As long-time readers likely realize, I do not blog much these days about how federal circuit courts are conducting reasonableness review of sentences — largely because there are precious few cases in which circuit judges seriously question (or even seriously engage with) the sentencing judgments of district courts.  A helpful reader alerted me to a reasonableness review decision from the Eighth Circuit today which provides another example of how disinclined circuit courts are to question even the most extreme prison sentences.

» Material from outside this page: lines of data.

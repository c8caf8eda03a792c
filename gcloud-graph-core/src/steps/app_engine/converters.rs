use serde_json::Value;
use tracing::warn;

use super::{
    APPLICATION_ENTITY_CLASS, APPLICATION_ENTITY_TYPE, INSTANCE_ENTITY_CLASS,
    INSTANCE_ENTITY_TYPE, SERVICE_ENTITY_CLASS, SERVICE_ENTITY_TYPE, VERSION_ENTITY_CLASS,
    VERSION_ENTITY_TYPE,
};
use crate::graph::Entity;
use crate::records::{Application, Instance, Service, Version};
use crate::resource_name::{InstanceName, ServiceName, VersionName, APP_ID};
use crate::steps::epoch_millis;

fn console_link(path: &str, project_id: &str) -> String {
    format!("https://console.cloud.google.com/appengine{path}?project={project_id}")
}

pub fn application_entity(application: &Application, project_id: &str) -> Option<Entity> {
    let name = application.name.as_deref()?;
    let features = application.feature_settings.as_ref();
    let entity = Entity::new(name, APPLICATION_ENTITY_TYPE, APPLICATION_ENTITY_CLASS)
        .with_property("name", name)
        .with_property("displayName", name)
        .with_optional(APP_ID, application.id.clone())
        .with_optional("authDomain", application.auth_domain.clone())
        .with_optional("locationId", application.location_id.clone())
        .with_optional("codeBucket", application.code_bucket.clone())
        .with_optional("servingStatus", application.serving_status.clone())
        .with_optional("defaultHostname", application.default_hostname.clone())
        .with_optional("defaultBucket", application.default_bucket.clone())
        .with_optional("gcrDomain", application.gcr_domain.clone())
        .with_optional("databaseType", application.database_type.clone())
        .with_optional("splitHealthChecks", features.and_then(|f| f.split_health_checks))
        .with_optional(
            "useContainerOptimizedOs",
            features.and_then(|f| f.use_container_optimized_os),
        )
        .with_property("webLink", console_link("", project_id));
    Some(entity)
}

/// A service whose name does not parse is kept without its id attributes.
pub fn service_entity(service: &Service, project_id: &str) -> Option<Entity> {
    let name = service.name.as_deref()?;
    let allocations = service
        .split
        .as_ref()
        .and_then(|s| serde_json::to_value(&s.allocations).ok());
    let entity = Entity::new(name, SERVICE_ENTITY_TYPE, SERVICE_ENTITY_CLASS)
        .with_property("name", name)
        .with_optional("displayName", service.id.clone())
        .with_optional("id", service.id.clone())
        .with_optional("shardBy", service.split.as_ref().and_then(|s| s.shard_by.clone()))
        .with_optional::<Value>("trafficAllocations", allocations)
        .with_property("webLink", console_link("/services", project_id));

    Some(match ServiceName::parse(name) {
        Ok(parsed) => parsed.annotate(entity),
        Err(e) => {
            warn!(error = %e, "Service name did not parse; versions will not be fetched for it");
            entity
        }
    })
}

pub fn version_entity(version: &Version, project_id: &str) -> Option<Entity> {
    let name = version.name.as_deref()?;
    let entity = Entity::new(name, VERSION_ENTITY_TYPE, VERSION_ENTITY_CLASS)
        .with_property("name", name)
        .with_optional("displayName", version.id.clone())
        .with_optional("id", version.id.clone())
        .with_optional("instanceClass", version.instance_class.clone())
        .with_optional("runtime", version.runtime.clone())
        .with_optional("threadsafe", version.threadsafe)
        .with_optional("env", version.env.clone())
        .with_optional("servingStatus", version.serving_status.clone())
        .with_optional("createdBy", version.created_by.clone())
        .with_optional("createdOn", epoch_millis(version.create_time.as_deref()))
        .with_optional("diskUsageBytes", version.disk_usage_bytes.clone())
        .with_optional("versionUrl", version.version_url.clone())
        .with_optional("runtimeChannel", version.runtime_channel.clone())
        .with_property("webLink", console_link("/versions", project_id));

    Some(match VersionName::parse(name) {
        Ok(parsed) => parsed.annotate(entity),
        Err(e) => {
            warn!(error = %e, "Version name did not parse; instances will not be fetched for it");
            entity
        }
    })
}

pub fn instance_entity(instance: &Instance) -> Option<Entity> {
    let name = instance.name.as_deref()?;
    let entity = Entity::new(name, INSTANCE_ENTITY_TYPE, INSTANCE_ENTITY_CLASS)
        .with_property("name", name)
        .with_optional("displayName", instance.id.clone())
        .with_optional("id", instance.id.clone())
        .with_optional("appEngineRelease", instance.app_engine_release.clone())
        .with_optional("availability", instance.availability.clone())
        .with_optional("vmStatus", instance.vm_status.clone())
        .with_optional("startedOn", epoch_millis(instance.start_time.as_deref()))
        .with_optional("requests", instance.requests)
        .with_optional("errors", instance.errors)
        .with_optional("qps", instance.qps)
        .with_optional("averageLatency", instance.average_latency)
        .with_optional("memoryUsage", instance.memory_usage.clone());

    Some(match InstanceName::parse(name) {
        Ok(parsed) => parsed.annotate(entity),
        Err(e) => {
            warn!(error = %e, "Instance name did not parse");
            entity
        }
    })
}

US v. Duke, No. 18-1371 (8th Cir. July 310, 2019) (available here), involves the appeal after a resentencing of a man originally sentenced three decades ago.  Back then, arguably at the height of the modern drug war, "Ralph Duke was sentenced in 1990 to a term of life imprisonment plus forty years for committing several serious drug trafficking and firearms offenses."   Here is a description of Duke's crimes from this latest opinion:

Duke controlled all phases of a drug trafficking organization in the Minneapolis/St. Paul area from 1984 through June 1989.  He purchased cocaine primarily from a Colombian-affiliated source in Houston or from sources in Los Angeles.  The cocaine was transported to Minnesota in vehicles owned by Duke and driven by younger members of his drug trafficking organization.  Duke then distributed kilograms of cocaine to dealers for resale at the street level in smaller quantities.  Duke laundered the proceeds of drug sales by purchasing homes and cars in the names of others.  All told, Duke and his organization trafficked over fifty kilograms of cocaine before law enforcement interrupted their operations.  When Duke was apprehended in May 1989, officers found two loaded handguns in his bedroom and two assault shotguns and two AR-15 semi-automatic rifles in his residence.  The government charged at least twenty-five people as a result of the investigation of Duke’s organization. 

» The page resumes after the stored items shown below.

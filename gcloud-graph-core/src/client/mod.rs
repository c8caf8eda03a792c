//! reqwest-backed implementations of the API traits in [`crate::contract`].
//!
//! [`GoogleHttpClient`] carries one `reqwest::Client`, the OAuth bearer token and
//! the base URLs. Each API family lives in its own submodule and implements its
//! trait directly on `GoogleHttpClient`, so a single `Arc<GoogleHttpClient>` can
//! back every field of [`crate::steps::ApiClients`].
//!
//! Status handling is shared: 403, or any error body whose `error.status` is
//! `PERMISSION_DENIED`, becomes [`ApiError::PermissionDenied`]; every other
//! non-success status becomes [`ApiError::Http`].

mod app_engine;
mod cloud_asset;
mod functions;
mod iam;
mod resource_manager;
mod storage;

use std::time::Duration;

use reqwest::{Client, RequestBuilder, StatusCode, Url};
use serde::de::DeserializeOwned;
use serde::{Deserialize, Serialize};
use tracing::{debug, error};

use crate::config::CollectorConfig;
use crate::error::ApiError;

#[derive(Debug, Clone, Copy, PartialEq, Eq)]
pub enum ApiFamily {
    Storage,
    Iam,
    ResourceManager,
    AppEngine,
    CloudFunctions,
    CloudAsset,
}

impl ApiFamily {
    pub fn default_base_url(self) -> &'static str {
        match self {
            ApiFamily::Storage => "https://storage.googleapis.com",
            ApiFamily::Iam => "https://iam.googleapis.com",
            ApiFamily::ResourceManager => "https://cloudresourcemanager.googleapis.com",
            ApiFamily::AppEngine => "https://appengine.googleapis.com",
            ApiFamily::CloudFunctions => "https://cloudfunctions.googleapis.com",
            ApiFamily::CloudAsset => "https://cloudasset.googleapis.com",
        }
    }
}

#[derive(Debug, Clone)]
pub struct GoogleHttpClient {
    http: Client,
    access_token: String,
    endpoint_override: Option<String>,
}

/// Google's JSON error envelope: `{"error": {"code", "message", "status"}}`.
#[derive(Debug, Deserialize)]
struct ErrorEnvelope {
    error: ErrorBody,
}

#[derive(Debug, Deserialize)]
struct ErrorBody {
    #[serde(default)]
    message: String,
    #[serde(default)]
    status: String,
}

impl GoogleHttpClient {
    pub fn new(config: &CollectorConfig, access_token: impl Into<String>) -> Result<Self, ApiError> {
        let endpoint_override = match config.endpoint_override.as_deref() {
            Some(raw) => {
                Url::parse(raw).map_err(|e| ApiError::InvalidEndpoint(format!("{raw}: {e}")))?;
                Some(raw.trim_end_matches('/').to_string())
            }
            None => None,
        };
        let http = Client::builder()
            .timeout(Duration::from_secs(config.request_timeout_secs))
            .build()
            .map_err(ApiError::ClientBuild)?;

        debug!(
            timeout_secs = config.request_timeout_secs,
            endpoint_override = endpoint_override.as_deref().unwrap_or("-"),
            "Initialised Google API client"
        );
        Ok(Self {
            http,
            access_token: access_token.into(),
            endpoint_override,
        })
    }

    /// `{base}{path}` for the family, honouring the endpoint override.
    fn url(&self, family: ApiFamily, path: &str) -> String {
        let base = self
            .endpoint_override
            .as_deref()
            .unwrap_or_else(|| family.default_base_url());
        format!("{base}{path}")
    }

    async fn get_json<T: DeserializeOwned>(
        &self,
        family: ApiFamily,
        path: &str,
        query: &[(&str, &str)],
    ) -> Result<T, ApiError> {
        let url = self.url(family, path);
        let request = self.http.get(&url).query(query);
        let (status, body) = self.send(&url, request).await?;
        if !status.is_success() {
            return Err(status_error(&url, status, &body));
        }
        decode(&url, &body)
    }

    /// Like [`Self::get_json`], but a 404 is `Ok(None)`.
    async fn get_optional_json<T: DeserializeOwned>(
        &self,
        family: ApiFamily,
        path: &str,
    ) -> Result<Option<T>, ApiError> {
        let url = self.url(family, path);
        let request = self.http.get(&url);
        let (status, body) = self.send(&url, request).await?;
        if status == StatusCode::NOT_FOUND {
            debug!(url = %url, "Resource not found");
            return Ok(None);
        }
        if !status.is_success() {
            return Err(status_error(&url, status, &body));
        }
        decode(&url, &body).map(Some)
    }

    async fn post_json<T: DeserializeOwned, B: Serialize + ?Sized>(
        &self,
        family: ApiFamily,
        path: &str,
        body: &B,
    ) -> Result<T, ApiError> {
        let url = self.url(family, path);
        let request = self.http.post(&url).json(body);
        let (status, body) = self.send(&url, request).await?;
        if !status.is_success() {
            return Err(status_error(&url, status, &body));
        }
        decode(&url, &body)
    }

    async fn send(&self, url: &str, request: RequestBuilder) -> Result<(StatusCode, String), ApiError> {
        debug!(url = %url, "Sending Google API request");
        let response = request
            .bearer_auth(&self.access_token)
            .send()
            .await
            .map_err(|source| ApiError::Transport {
                url: url.to_string(),
                source,
            })?;
        let status = response.status();
        let body = response.text().await.map_err(|source| ApiError::Transport {
            url: url.to_string(),
            source,
        })?;
        debug!(url = %url, status = status.as_u16(), bytes = body.len(), "Received response");
        Ok((status, body))
    }
}

/// Appends `pageToken` to `query` when continuing a listing.
fn with_page_token<'a>(
    mut query: Vec<(&'a str, &'a str)>,
    page_token: Option<&'a str>,
) -> Vec<(&'a str, &'a str)> {
    if let Some(token) = page_token {
        query.push(("pageToken", token));
    }
    query
}

fn decode<T: DeserializeOwned>(url: &str, body: &str) -> Result<T, ApiError> {
    serde_json::from_str(body).map_err(|source| {
        error!(url = %url, error = %source, "Failed to decode Google API response");
        ApiError::Decode {
            url: url.to_string(),
            source,
        }
    })
}

fn status_error(url: &str, status: StatusCode, body: &str) -> ApiError {
    let envelope = serde_json::from_str::<ErrorEnvelope>(body).ok();
    let message = envelope
        .as_ref()
        .map(|e| e.error.message.clone())
        .unwrap_or_else(|| body.to_string());
    let denied_in_body = envelope
        .as_ref()
        .is_some_and(|e| e.error.status == "PERMISSION_DENIED");

    if status == StatusCode::FORBIDDEN || denied_in_body {
        debug!(url = %url, status = status.as_u16(), "Permission denied");
        return ApiError::PermissionDenied {
            status: status.as_u16(),
            message,
        };
    }
    error!(url = %url, status = status.as_u16(), message = %message, "Google API request failed");
    ApiError::Http {
        status: status.as_u16(),
        url: url.to_string(),
        message,
    }
}
//! Error types shared by the clients, the job state and the step executor.

use thiserror::Error;

/// Failure talking to a Google Cloud management API.
#[derive(Error, Debug)]
pub enum ApiError {
    /// HTTP 403 or a `PERMISSION_DENIED` error body. Never retried.
    #[error("permission denied ({status}): {message}")]
    PermissionDenied { status: u16, message: String },

    #[error("API returned {status} for {url}: {message}")]
    Http {
        status: u16,
        url: String,
        message: String,
    },

    #[error("request to {url} failed: {source}")]
    Transport {
        url: String,
        #[source]
        source: reqwest::Error,
    },

    #[error("could not decode response from {url}: {source}")]
    Decode {
        url: String,
        #[source]
        source: serde_json::Error,
    },

    #[error("invalid endpoint: {0}")]
    InvalidEndpoint(String),

    #[error("could not build HTTP client: {0}")]
    ClientBuild(#[source] reqwest::Error),
}

impl ApiError {
    pub fn is_permission_denied(&self) -> bool {
        matches!(self, ApiError::PermissionDenied { .. })
    }
}

#[derive(Error, Debug, PartialEq)]
pub enum JobStateError {
    #[error("key already exists in job state: {0}")]
    DuplicateKey(String),

    #[error("relationship {relationship} references missing entity {missing}")]
    MissingEndpoint {
        relationship: String,
        missing: String,
    },

    #[error("slot {slot} could not be (de)serialized: {message}")]
    Slot { slot: String, message: String },
}

#[derive(Error, Debug, PartialEq)]
#[error("malformed resource name {name:?}: {reason}")]
pub struct ResourceNameError {
    pub name: String,
    pub reason: String,
}

/// Error returned by a step handler. Only `Api(PermissionDenied)` is recoverable.
#[derive(Error, Debug)]
pub enum StepError {
    #[error(transparent)]
    Api(#[from] ApiError),

    #[error(transparent)]
    JobState(#[from] JobStateError),
}

impl StepError {
    pub fn is_permission_denied(&self) -> bool {
        matches!(self, StepError::Api(e) if e.is_permission_denied())
    }
}

/// Problems with the static step graph, detected before any step runs.
#[derive(Error, Debug, PartialEq)]
pub enum GraphError {
    #[error("duplicate step id: {0}")]
    DuplicateStep(String),

    #[error("step {step} depends on unknown step {dependency}")]
    UnknownDependency { step: String, dependency: String },

    #[error("dependency cycle involving steps: {0:?}")]
    Cycle(Vec<String>),
}

#[derive(Error, Debug)]
pub enum CollectionError {
    #[error(transparent)]
    Graph(#[from] GraphError),

    #[error(transparent)]
    Config(#[from] ConfigError),

    #[error("step {step_id} failed: {source}")]
    StepFailed {
        step_id: String,
        #[source]
        source: StepError,
    },
}

#[derive(Error, Debug, PartialEq)]
pub enum ConfigError {
    #[error("invalid project id {0:?}")]
    InvalidProjectId(String),

    #[error("unknown step in disabled_steps: {0}")]
    UnknownStep(String),

    #[error("request_timeout_secs must be greater than zero")]
    ZeroRequestTimeout,
}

In other words, Duke was a big-time drug dealer in the 1980s, though it does not appear that he was actively involved in any violent activities or that his case involved other aggravating factors (though I suppose he might be called a drug kingpin).  But back in the 1990s, when the drug war was ranging and the federal sentencing guidelines were mandatory, perhaps it is not surprising that the federal district judge originally imposed an LWOP sentence on Duke.

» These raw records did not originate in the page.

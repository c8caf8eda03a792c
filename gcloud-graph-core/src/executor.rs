//! Orchestration: orders the registered steps and runs them, one at a time, to completion.
//!
//! [`StepGraph`] validates the registry and derives a topological order. Edges
//! come from each step's explicit `depends_on` and from its `reads`: a step
//! reading entities of a type (or a slot) runs after every step declaring that
//! type (or publishing that slot). Ties are broken by registration order, so
//! the order is deterministic.
//!
//! [`collect`] walks that order under a `collect` span carrying the run id.
//! Disabled steps are reported and skipped; a step denied by IAM is reported
//! as `MissingPermission` and its dependents run against whatever is present.
//! The first other failure aborts the run; entities written until then stay in
//! the job state.

use std::collections::{BTreeSet, HashMap};
use std::sync::Arc;
use std::time::{Duration, Instant};

use serde::Serialize;
use tracing::{error, info, info_span, Instrument};

use crate::config::CollectorConfig;
use crate::contract::EventPublisher;
use crate::error::{CollectionError, GraphError};
use crate::events::{MissingPermissionEvent, RecordingEventPublisher};
use crate::job_state::{GraphDocument, InMemoryJobState};
use crate::steps::{
    all_steps, execute_step, ApiClients, Artifact, StepContext, StepDescriptor, StepOutcome,
};

#[derive(Debug)]
pub struct StepGraph {
    steps: Vec<StepDescriptor>,
    order: Vec<usize>,
}

impl StepGraph {
    pub fn new(steps: Vec<StepDescriptor>) -> Result<Self, GraphError> {
        let mut index: HashMap<&str, usize> = HashMap::new();
        for (i, step) in steps.iter().enumerate() {
            if index.insert(step.id, i).is_some() {
                return Err(GraphError::DuplicateStep(step.id.to_string()));
            }
        }

        // dependencies[i] = steps that must finish before step i
        let mut dependencies: Vec<BTreeSet<usize>> = vec![BTreeSet::new(); steps.len()];
        for (i, step) in steps.iter().enumerate() {
            for dep in &step.depends_on {
                let &j = index.get(dep).ok_or_else(|| GraphError::UnknownDependency {
                    step: step.id.to_string(),
                    dependency: dep.to_string(),
                })?;
                dependencies[i].insert(j);
            }
            for artifact in &step.reads {
                for (j, producer) in steps.iter().enumerate() {
                    let produces = match artifact {
                        Artifact::Entities(entity_type) => producer.declares_entity(entity_type),
                        Artifact::Slot(slot) => producer.publishes_slot(slot),
                    };
                    if produces && j != i {
                        dependencies[i].insert(j);
                    }
                }
            }
        }

        let order = topological_order(&dependencies).map_err(|stuck| {
            GraphError::Cycle(stuck.into_iter().map(|i| steps[i].id.to_string()).collect())
        })?;
        Ok(Self { steps, order })
    }

    /// Steps in execution order.
    pub fn ordered(&self) -> impl Iterator<Item = &StepDescriptor> {
        self.order.iter().map(|&i| &self.steps[i])
    }

    pub fn step_ids(&self) -> Vec<&'static str> {
        self.steps.iter().map(|s| s.id).collect()
    }
}

/// Kahn's algorithm, always taking the lowest ready index. On a cycle, returns
/// the indices that could not be scheduled.
fn topological_order(dependencies: &[BTreeSet<usize>]) -> Result<Vec<usize>, Vec<usize>> {
    let mut remaining: Vec<usize> = dependencies.iter().map(BTreeSet::len).collect();
    let mut ready: BTreeSet<usize> = (0..dependencies.len())
        .filter(|&i| remaining[i] == 0)
        .collect();
    let mut order = Vec::with_capacity(dependencies.len());

    while let Some(next) = ready.pop_first() {
        order.push(next);
        for (i, deps) in dependencies.iter().enumerate() {
            if deps.contains(&next) {
                remaining[i] -= 1;
                if remaining[i] == 0 {
                    ready.insert(i);
                }
            }
        }
    }

    if order.len() == dependencies.len() {
        Ok(order)
    } else {
        Err((0..dependencies.len()).filter(|i| !order.contains(i)).collect())
    }
}

#[derive(Debug, Clone, Serialize)]
#[serde(rename_all = "camelCase")]
pub struct StepReport {
    pub step_id: String,
    pub outcome: StepOutcome,
    #[serde(with = "millis")]
    pub duration: Duration,
}

#[derive(Debug, Clone, Serialize)]
#[serde(rename_all = "camelCase")]
pub struct CollectionReport {
    pub run_id: String,
    pub steps: Vec<StepReport>,
    pub entity_count: usize,
    pub relationship_count: usize,
    pub missing_permissions: Vec<MissingPermissionEvent>,
}

impl CollectionReport {
    pub fn outcome_of(&self, step_id: &str) -> Option<StepOutcome> {
        self.steps
            .iter()
            .find(|s| s.step_id == step_id)
            .map(|s| s.outcome)
    }
}

mod millis {
    use std::time::Duration;

    use serde::Serializer;

    pub fn serialize<S: Serializer>(duration: &Duration, serializer: S) -> Result<S::Ok, S::Error> {
        serializer.serialize_u128(duration.as_millis())
    }
}

/// Side channel for report figures the executor cannot read through the
/// `JobState`/`EventPublisher` traits.
pub trait RunObserver {
    fn entity_count(&self) -> usize;
    fn relationship_count(&self) -> usize;
    fn missing_permissions(&self) -> Vec<MissingPermissionEvent>;
}

/// Observer over the bundled in-memory job state and recording publisher.
pub struct InMemoryObserver<'a, P> {
    pub state: &'a InMemoryJobState,
    pub events: &'a RecordingEventPublisher<P>,
}

impl<P: EventPublisher> RunObserver for InMemoryObserver<'_, P> {
    fn entity_count(&self) -> usize {
        self.state.entity_count()
    }

    fn relationship_count(&self) -> usize {
        self.state.relationship_count()
    }

    fn missing_permissions(&self) -> Vec<MissingPermissionEvent> {
        self.events.events()
    }
}

/// Validates `config`, runs the full registry against an in-memory job state
/// and returns the report together with the collected graph.
pub async fn collect_in_memory(
    config: CollectorConfig,
    clients: ApiClients,
) -> Result<(CollectionReport, GraphDocument), CollectionError> {
    let graph = StepGraph::new(all_steps())?;
    config.validate(&graph.step_ids())?;

    let state = Arc::new(InMemoryJobState::new());
    let events = Arc::new(RecordingEventPublisher::new());
    let ctx = StepContext::new(config, state.clone(), events.clone(), clients);

    let observer = InMemoryObserver {
        state: &state,
        events: &events,
    };
    let report = collect(&graph, &ctx, &observer).await?;
    Ok((report, state.to_document()))
}

/// Runs every step of `graph` in order against `ctx`.
pub async fn collect(
    graph: &StepGraph,
    ctx: &StepContext,
    observer: &dyn RunObserver,
) -> Result<CollectionReport, CollectionError> {
    let span = info_span!(
        "collect",
        run_id = %ctx.run_id,
        project_id = %ctx.config.project_id
    );
    async {
        info!(steps = graph.order.len(), "Starting collection");
        let mut reports = Vec::with_capacity(graph.order.len());

        for step in graph.ordered() {
            let started = Instant::now();
            let outcome = if ctx.config.is_disabled(step.id) {
                info!(step_id = step.id, "Step disabled by configuration");
                StepOutcome::Disabled
            } else {
                let result = execute_step(step, ctx)
                    .instrument(info_span!("step", step_id = step.id))
                    .await;
                match result {
                    Ok(outcome) => outcome,
                    Err(source) => {
                        error!(step_id = step.id, error = %source, "Step failed, aborting collection");
                        return Err(CollectionError::StepFailed {
                            step_id: step.id.to_string(),
                            source,
                        });
                    }
                }
            };
            let duration = started.elapsed();
            info!(step_id = step.id, ?outcome, elapsed_ms = duration.as_millis() as u64, "Step finished");
            reports.push(StepReport {
                step_id: step.id.to_string(),
                outcome,
                duration,
            });
        }

        let report = CollectionReport {
            run_id: ctx.run_id.to_string(),
            steps: reports,
            entity_count: observer.entity_count(),
            relationship_count: observer.relationship_count(),
            missing_permissions: observer.missing_permissions(),
        };
        info!(
            entities = report.entity_count,
            relationships = report.relationship_count,
            missing_permissions = report.missing_permissions.len(),
            "Collection complete"
        );
        Ok(report)
    }
    .instrument(span)
    .await
}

But fast forward nearly 30 years, and Duke had the chance to benefit from a full resentencing in 2018 due to various legal developments.  Circa 2018, the federal sentencing guidelines were now advisory and, according to Duke, a lower sentence was justified in light of his "exceptional institutional conduct over the last 29 years, lack of criminal history, age, medical history, family ties, rehabilitation, remorse, and low risk of recidivism."  But the same federal district judge was unmoved and decided to give Duke an LWOP sentence yet again.  And the Eighth Circuit panel, in the ruling linked above, decided this LWOP sentence was reasonable.

When Booker was first decided and circuit courts were tasked with reasonableness review based on 18 U.S.C. § 3553(a), I had sincerely hoped appellate judges would come to embrace the task of ensuring sentences were "not greater than necessary to comply with the purposes set forth" by Congress.  But it became all too clear all too quickly that all too few circuit judges were eager to rigorously review long prison sentences, especially if those sentences fell within calculated guideline ranges.  Years later, even with mass incarceration and long sentences for drug offenses subject to considerable criticism, we still see federal judges finding no problem with giving a "death-in-prison" sentence based on drug dealing many decades ago.